Mentioning earlier about opening up for Ghost, playing in front of a grand amount of people and huge venues, it’s really difficult for local metal bands, and even mid-tier level bands too, to tour in North America. To be able to get it right and to establish yourself is not easy. What have you noticed touring that you believe would help and assist the scene? And any advice to starting bands that you are assured is solid help to take?
I don’t know, what it’s going to take overall, for people to open up to extreme metal more, to make touring more profitable. What I do know is that, if this is want you want to do, and this is what you’re passionate about, the best thing you can do is just hit the ground running. If you start out, and you’ve booked your own tours, and prepare to eat shit, and meet people along the way, and establish relationships, make connections, and don’t take breaks, learn to live poor, and you struggle and suffer, and if you’re lucky enough, you will not have to do that one day. Unfortunately most people aren’t that lucky. But it’s all in your attitude. Some of the worst tours we ever did, the most stressful or impoverished, were some of the most fun. And you have to just keep your eye on the prize, and you have to be joyful about the fact that you are doing something that you love, in a world where people are often put in positions of doing things they don’t love, or don’t feel passionate about.
My last question, after this tour, there’ll be another North American tour, and then I believe you’re in Europe shortly after. Can you talk about these next two tours coming up, and what’s next for the rest of the year?
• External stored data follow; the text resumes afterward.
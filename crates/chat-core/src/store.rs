//! Per-conversation message threads.

use std::collections::{HashMap, HashSet};

use thiserror::Error;
use chat_types::{
    conversation::ConversationId,
    message::{Message, MessageId},
};

/// A mutation that does not fit the current thread. Reported to the
/// caller, never applied.
#[derive(Error, Debug, Clone, PartialEq, Eq)]
pub enum StoreInconsistency {
    #[error("no message {message_id} in conversation {conversation_id}")]
    MessageMissing {
        conversation_id: ConversationId,
        message_id: MessageId,
    },

    #[error("message {0} is already final")]
    AlreadyFinal(MessageId),

    #[error("message {0} is not the one currently streaming")]
    NotStreaming(MessageId),
}

/// How a streaming message ends
#[derive(Debug, Clone, Copy, PartialEq, Eq)]
pub enum Finalize {
    Success,
    Error,
    Interrupted,
}

#[derive(Debug, Default)]
pub struct MessageStore {
    threads: HashMap<ConversationId, Vec<Message>>,
    loaded: HashSet<ConversationId>,
    loading: HashSet<ConversationId>,
}

impl MessageStore {
    pub fn new() -> Self {
        Self::default()
    }

    /// Append in arrival order
    pub fn append(&mut self, conversation_id: &ConversationId, messages: Vec<Message>) {
        self.threads
            .entry(conversation_id.clone())
            .or_default()
            .extend(messages);
    }

    /// Append `delta` to the content of a message that is still streaming.
    pub fn update_streaming_message(
        &mut self,
        conversation_id: &ConversationId,
        message_id: &MessageId,
        delta: &str,
    ) -> Result<(), StoreInconsistency> {
        let message = self.find_mut(conversation_id, message_id)?;
        if !message.streaming {
            return Err(StoreInconsistency::AlreadyFinal(message_id.clone()));
        }
        message.content.push_str(delta);
        Ok(())
    }

    /// Clear the streaming flag. Returns false if the message is missing or
    /// was already final, in which case nothing changes.
    pub fn finalize(
        &mut self,
        conversation_id: &ConversationId,
        message_id: &MessageId,
        how: Finalize,
    ) -> bool {
        let Ok(message) = self.find_mut(conversation_id, message_id) else {
            return false;
        };
        if !message.streaming {
            return false;
        }
        message.streaming = false;
        match how {
            Finalize::Success => {}
            Finalize::Error => message.error = true,
            Finalize::Interrupted => message.interrupted = true,
        }
        true
    }

    /// Overwrite a whole thread with its backend history
    pub fn replace(&mut self, conversation_id: &ConversationId, messages: Vec<Message>) {
        self.threads.insert(conversation_id.clone(), messages);
    }

    /// Install backend history under whatever the thread already holds.
    ///
    /// Messages appended locally while the fetch was in flight stay, after
    /// the history, unless the history already carries the same id.
    pub fn merge_history(&mut self, conversation_id: &ConversationId, history: Vec<Message>) {
        let local = self.threads.remove(conversation_id).unwrap_or_default();
        if local.is_empty() {
            self.replace(conversation_id, history);
            return;
        }
        let known: HashSet<MessageId> = history.iter().map(|m| m.id.clone()).collect();
        let mut merged = history;
        merged.extend(local.into_iter().filter(|m| !known.contains(&m.id)));
        self.replace(conversation_id, merged);
    }

    pub fn messages(&self, conversation_id: &ConversationId) -> &[Message] {
        self.threads
            .get(conversation_id)
            .map(Vec::as_slice)
            .unwrap_or(&[])
    }

    pub fn message(&self, conversation_id: &ConversationId, message_id: &MessageId) -> Option<&Message> {
        self.messages(conversation_id)
            .iter()
            .find(|m| &m.id == message_id)
    }

    /// Messages with `streaming` set, across every conversation
    pub fn streaming_count(&self) -> usize {
        self.threads
            .values()
            .flat_map(|thread| thread.iter())
            .filter(|m| m.streaming)
            .count()
    }

    // ─── load guard ──────────────────────────────────────────

    pub fn is_loaded(&self, conversation_id: &ConversationId) -> bool {
        self.loaded.contains(conversation_id)
    }

    pub fn mark_loaded(&mut self, conversation_id: &ConversationId) {
        self.loading.remove(conversation_id);
        self.loaded.insert(conversation_id.clone());
    }

    /// Claim the history fetch for a conversation. False if it is already
    /// loaded or a fetch is in flight.
    pub fn begin_load(&mut self, conversation_id: &ConversationId) -> bool {
        if self.is_loaded(conversation_id) || self.loading.contains(conversation_id) {
            return false;
        }
        self.loading.insert(conversation_id.clone());
        true
    }

    /// Release a claim after a failed fetch so a later visit can retry
    pub fn abandon_load(&mut self, conversation_id: &ConversationId) {
        self.loading.remove(conversation_id);
    }

    pub fn is_loading(&self, conversation_id: &ConversationId) -> bool {
        self.loading.contains(conversation_id)
    }

    fn find_mut(
        &mut self,
        conversation_id: &ConversationId,
        message_id: &MessageId,
    ) -> Result<&mut Message, StoreInconsistency> {
        self.threads
            .get_mut(conversation_id)
            .and_then(|thread| thread.iter_mut().find(|m| &m.id == message_id))
            .ok_or_else(|| StoreInconsistency::MessageMissing {
                conversation_id: conversation_id.clone(),
                message_id: message_id.clone(),
            })
    }
}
Yeah, we have some great tours lined up. We leave late next month, I believe the first date is February 23rd in San Francisco. We’re touring with This Will Destroy You, and Emma Ruth Rundle, who are both opening up the tour, phenomenal acts, very much looking forward to that one. And then shortly after, we’re going to Europe, having Youth Code open, which I’m also very excited about. All those bands are friends, so the Spring is just touring with friends, and anytime we get to do that, that’s always the best. And then after that, some festivals and stuff, I think hopefully in the middle of summer, we’re going to take some time off and think about writing a new album. Probably have something out in the first half of 2018.
Via Metal Assault.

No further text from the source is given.